3-3-2°/- Autour du népotisme

Le « mensuel satirique africain… d’Afrique » a consacré, entièrement, son premier numéro à la question du népotisme. A sa une, D. Glez propose une caricature (cf. annexes) où on peut reconnaître neuf présidents africains autour d’une table qui semble être un dîner (en tous cas, ils attendent de manger, puisqu’ils ont des fourchettes). Ces personnalités politiques africaines sont : Abdoulaye wade (du Sénégal), Alpha Oumar Konaré (du Mali), Paul Biya (du Cameroun), Omar Bongo (du Gabon), Gnassimgbé Eyadéma (du Togo), Laurent Gbagbo (de la Côté d’Ivoire), Mathieu Kérékou (du Bénin), Blaise Compaoré (du Burkina Faso) et Mamadou Tandja (du Niger).
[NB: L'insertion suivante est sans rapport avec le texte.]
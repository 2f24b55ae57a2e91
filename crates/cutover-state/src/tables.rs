//! redb table definitions for the Cutover state store.
//!
//! Each table uses `&str` keys and `&[u8]` values (JSON-serialized domain types).

use redb::TableDefinition;

/// Deployment group records keyed by `{group_id}`.
pub const GROUPS: TableDefinition<&str, &[u8]> = TableDefinition::new("groups");

/// Archived shifts keyed by `{group_id}:{shift_id}`.
pub const SHIFTS: TableDefinition<&str, &[u8]> = TableDefinition::new("shifts");

/// Pipeline runs keyed by `{run_id}`.
pub const RUNS: TableDefinition<&str, &[u8]> = TableDefinition::new("runs");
Les bulles qui sont au dessus de chacun des personnages sont des traits de caractère que le caricaturiste retient pour les définir. A travers la gestion politique et népotique de chacun, D. Glez utilise les messages linguistiques pour créer la structure ironique de son discours. Ces pensées, ou plutôt ces paroles que chaque personnage livre à ses convives autour de la table, deviennent plus explicites lorsqu’on les met en relation avec le dossier du mois :

- A. Wade  : « Je « mange » toujours avec mon fils et ma fille… ». Cela fait référence à ses enfants qui, après des études en France, rentrent au pays pour se retrouver en première ligne dans la gestion politique du Sénégal:

« … Me Wade… rassasie la boulimie de ses enfants… Le couple Wade a un couple d’enfants, Karim et Sindjéli… Karim, qui travaillait dans une banque, a pris une disponibilité pour épauler son père pendant la campagne présidentielle et a saisi au vol un pompon de conseiller du nouveau président. On le soupçonne d’être l’homme fort du palais, intervenant dans le choix de l’attelage gouvernemental, au même titre que le directeur du cabinet, Idrissa Seck. Karim serait par ailleurs très actif dans le monde des affaires. Rentrée d’Europe, Sindjéli s’est aussi mise au service de son père ».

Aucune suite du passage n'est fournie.